About this task: Your response should reproduce every line of the entries that contains the word "events".

Available records START

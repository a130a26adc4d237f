//! Module loader.
//!
//! The loader owns every *instantiated* module.  Its table maps a module key
//! (registry id, or the full location for modules loaded by URL) to a slot
//! that is either still loading or ready:
//!
//! - The `Loading` slot is inserted before anything is materialized and
//!   holds a [`Shared`] future, so concurrent loads of one id await the same
//!   work and receive the same [`Arc`].
//! - When the load settles, the slot becomes `Ready` only if it still holds
//!   the same generation.  A module unloaded mid-load is disposed and the
//!   load reports `LOAD_FAILED`.
//! - A failed load removes its slot, so a later call tries again.
//!
//! Dependencies are resolved through the registry before the module itself
//! is created and are loaded first, in topological order.

use std::sync::Arc;
use std::sync::atomic::{AtomicU64, Ordering};
use std::time::Instant;

use dashmap::DashMap;
use dashmap::mapref::entry::Entry;
use futures::future::{BoxFuture, FutureExt, Shared, join_all};

use crate::classifier::ErrorClassifier;
use crate::config::ModuleConfig;
use crate::descriptor::ModuleDescriptor;
use crate::error::{ErrorCode, ModuleError, Result};
use crate::events::{EventBus, RuntimeEvent};
use crate::instance::ModuleInstance;
use crate::module::{Module, ModuleFactory};
use crate::registry::ModuleRegistry;
use crate::source::{ModuleRef, descriptor_for_location};

type Instance<F> = Arc<ModuleInstance<<F as ModuleFactory>::Module>>;
type LoadFuture<F> = Shared<BoxFuture<'static, Result<Instance<F>>>>;

enum Slot<F: ModuleFactory> {
    Loading {
        generation: u64,
        future: LoadFuture<F>,
    },
    Ready(Instance<F>),
}

struct LoaderInner<F: ModuleFactory> {
    factory: F,
    registry: ModuleRegistry,
    defaults: ModuleConfig,
    events: EventBus,
    slots: DashMap<String, Slot<F>>,
    next_generation: AtomicU64,
}

/// Loads, caches and unloads module instances.
///
/// Cheaply cloneable; clones share one instance table.
pub struct ModuleLoader<F: ModuleFactory> {
    inner: Arc<LoaderInner<F>>,
}

impl<F: ModuleFactory> Clone for ModuleLoader<F> {
    fn clone(&self) -> Self {
        Self {
            inner: Arc::clone(&self.inner),
        }
    }
}

impl<F: ModuleFactory> ModuleLoader<F> {
    /// Create a loader.  `defaults` fills fields a load-time config leaves
    /// unset.
    pub fn new(registry: ModuleRegistry, factory: F, defaults: ModuleConfig, events: EventBus) -> Self {
        Self {
            inner: Arc::new(LoaderInner {
                factory,
                registry,
                defaults,
                events,
                slots: DashMap::new(),
                next_generation: AtomicU64::new(1),
            }),
        }
    }

    pub fn registry(&self) -> &ModuleRegistry {
        &self.inner.registry
    }

    /// Load a module, or return the cached instance.
    ///
    /// `reference` is a registry id or a `file://` / `http(s)://` location of
    /// a `.wasm` artifact.  `config` only applies to the load that actually
    /// materializes the module; later calls get the cached instance
    /// unchanged.
    pub async fn load_module(
        &self,
        reference: &str,
        config: Option<ModuleConfig>,
    ) -> Result<Instance<F>> {
        let module_ref = ModuleRef::parse(reference)?;
        Self::load_ref(Arc::clone(&self.inner), module_ref, config).await
    }

    fn load_ref(
        inner: Arc<LoaderInner<F>>,
        module_ref: ModuleRef,
        config: Option<ModuleConfig>,
    ) -> BoxFuture<'static, Result<Instance<F>>> {
        async move {
            let key = module_ref.key();
            let future = match inner.slots.entry(key.clone()) {
                Entry::Occupied(entry) => match entry.get() {
                    Slot::Ready(instance) => return Ok(Arc::clone(instance)),
                    Slot::Loading { future, .. } => {
                        tracing::debug!(module_id = %key, "joining in-flight load");
                        future.clone()
                    }
                },
                Entry::Vacant(entry) => {
                    let generation = inner.next_generation.fetch_add(1, Ordering::Relaxed);
                    let future = Self::materialize(
                        Arc::clone(&inner),
                        module_ref,
                        key.clone(),
                        generation,
                        config,
                    )
                    .boxed()
                    .shared();
                    entry.insert(Slot::Loading {
                        generation,
                        future: future.clone(),
                    });
                    future
                }
            };
            future.await
        }
        .boxed()
    }

    async fn materialize(
        inner: Arc<LoaderInner<F>>,
        module_ref: ModuleRef,
        key: String,
        generation: u64,
        config: Option<ModuleConfig>,
    ) -> Result<Instance<F>> {
        let outcome = Self::build(&inner, &module_ref, &key, config).await;

        let instance = match outcome {
            Ok(instance) => instance,
            Err(err) => {
                inner.slots.remove_if(&key, |_, slot| {
                    matches!(slot, Slot::Loading { generation: g, .. } if *g == generation)
                });
                tracing::warn!(module_id = %key, code = %err.code, error = %err.message, "module load failed");
                return Err(err);
            }
        };

        let claimed = match inner.slots.get_mut(&key) {
            Some(mut slot) => {
                let ours = matches!(&*slot, Slot::Loading { generation: g, .. } if *g == generation);
                if ours {
                    *slot = Slot::Ready(Arc::clone(&instance));
                }
                ours
            }
            None => false,
        };
        if !claimed {
            tracing::info!(module_id = %key, "module unloaded while loading, discarding");
            instance.dispose().await;
            return Err(ModuleError::load_failed(
                &key,
                format!("module '{key}' was unloaded while loading"),
            ));
        }

        tracing::info!(
            module_id = %key,
            version = %instance.descriptor().version,
            load_time_ms = instance.load_time().as_millis() as u64,
            "module loaded"
        );
        inner.events.publish(RuntimeEvent::ModuleLoaded {
            module_id: key,
            version: instance.descriptor().version.clone(),
            load_time: instance.load_time(),
        });
        Ok(instance)
    }

    async fn build(
        inner: &Arc<LoaderInner<F>>,
        module_ref: &ModuleRef,
        key: &str,
        config: Option<ModuleConfig>,
    ) -> Result<Instance<F>> {
        let started = Instant::now();

        let descriptor: ModuleDescriptor = match module_ref {
            ModuleRef::Id(id) => inner.registry.get_module(id).ok_or_else(|| {
                ModuleError::load_failed(id, format!("module '{id}' is not registered"))
                    .with_suggestions([
                        "Check that the module id is spelled correctly",
                        "List available modules with `toolforge list`",
                    ])
            })?,
            ModuleRef::Location(url) => inner
                .registry
                .get_module(url.as_str())
                .unwrap_or_else(|| descriptor_for_location(url)),
        };

        let dependencies = if inner.registry.contains(key) {
            inner.registry.resolve_dependencies(key)?
        } else {
            Vec::new()
        };
        for dep in dependencies {
            tracing::debug!(module_id = %key, dependency = %dep, "loading dependency");
            let dep_ref = ModuleRef::parse(&dep).map_err(|e| e.into_load_failure(key))?;
            Self::load_ref(Arc::clone(inner), dep_ref, None)
                .await
                .map_err(|e| {
                    ModuleError::load_failed(
                        key,
                        format!("dependency '{dep}' of module '{key}' failed to load: {}", e.message),
                    )
                    .with_detail("dependency", dep.as_str())
                    .with_detail("cause", e.cause().unwrap_or(e.code.as_str()).to_owned())
                    .with_recoverable(e.recoverable)
                })?;
        }

        let resolved = config
            .unwrap_or_default()
            .merged_over(&inner.defaults)
            .resolve(key);

        let module = inner
            .factory
            .create(&descriptor)
            .await
            .map_err(|e| e.into_load_failure(key))?;

        if !module.is_compatible() {
            module.dispose().await;
            return Err(ModuleError::new(
                ErrorCode::IncompatibleModule,
                format!("module '{key}' is not compatible with this host"),
            )
            .into_load_failure(key));
        }

        if let Err(err) = module.initialize(&resolved).await {
            module.dispose().await;
            return Err(ErrorClassifier::new().handle_error(err).into_load_failure(key));
        }

        Ok(Arc::new(ModuleInstance::new(
            descriptor,
            module,
            resolved,
            started.elapsed(),
        )))
    }

    /// Dispose and evict a module.  Returns whether anything was loaded or
    /// loading under `id`.
    pub async fn unload_module(&self, id: &str) -> bool {
        let key = normalize_key(id);
        let Some((_, slot)) = self.inner.slots.remove(&key) else {
            return false;
        };
        match slot {
            Slot::Ready(instance) => {
                instance.dispose().await;
                tracing::info!(module_id = %key, "module unloaded");
            }
            Slot::Loading { .. } => {
                tracing::info!(module_id = %key, "module unloaded before its load settled");
            }
        }
        self.inner
            .events
            .publish(RuntimeEvent::ModuleUnloaded { module_id: key });
        true
    }

    /// Load several modules concurrently.  One result per id, in input
    /// order; a failure does not affect the others.
    pub async fn preload_modules<I, S>(&self, ids: I) -> Vec<(String, Result<Instance<F>>)>
    where
        I: IntoIterator<Item = S>,
        S: Into<String>,
    {
        let ids: Vec<String> = ids.into_iter().map(Into::into).collect();
        let results = join_all(ids.iter().map(|id| self.load_module(id, None))).await;
        let ok = results.iter().filter(|r| r.is_ok()).count();
        tracing::info!(requested = ids.len(), loaded = ok, "preload finished");
        ids.into_iter().zip(results).collect()
    }

    /// The ready instance for `id`, without loading it.
    pub fn get(&self, id: &str) -> Option<Instance<F>> {
        match self.inner.slots.get(&normalize_key(id))?.value() {
            Slot::Ready(instance) => Some(Arc::clone(instance)),
            Slot::Loading { .. } => None,
        }
    }

    pub fn is_module_loaded(&self, id: &str) -> bool {
        self.get(id).is_some()
    }

    /// Keys of all ready modules, sorted.
    pub fn loaded_modules(&self) -> Vec<String> {
        let mut keys: Vec<String> = self
            .inner
            .slots
            .iter()
            .filter(|e| matches!(e.value(), Slot::Ready(_)))
            .map(|e| e.key().clone())
            .collect();
        keys.sort();
        keys
    }

    /// Unload everything.
    pub async fn clear(&self) {
        let keys: Vec<String> = self.inner.slots.iter().map(|e| e.key().clone()).collect();
        for key in keys {
            self.unload_module(&key).await;
        }
    }
}

impl<F: ModuleFactory> std::fmt::Debug for ModuleLoader<F> {
    fn fmt(&self, f: &mut std::fmt::Formatter<'_>) -> std::fmt::Result {
        f.debug_struct("ModuleLoader")
            .field("slots", &self.inner.slots.len())
            .finish()
    }
}

/// Table key for a reference, falling back to the raw string.
fn normalize_key(reference: &str) -> String {
    ModuleRef::parse(reference)
        .map(|r| r.key())
        .unwrap_or_else(|_| reference.to_owned())
}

Available records END

Exercise result:
use crate::events::{EventBus, RuntimeEvent};
    events: EventBus,
    pub fn new(registry: ModuleRegistry, factory: F, defaults: ModuleConfig, events: EventBus) -> Self {
                events,
        inner.events.publish(RuntimeEvent::ModuleLoaded {
            .events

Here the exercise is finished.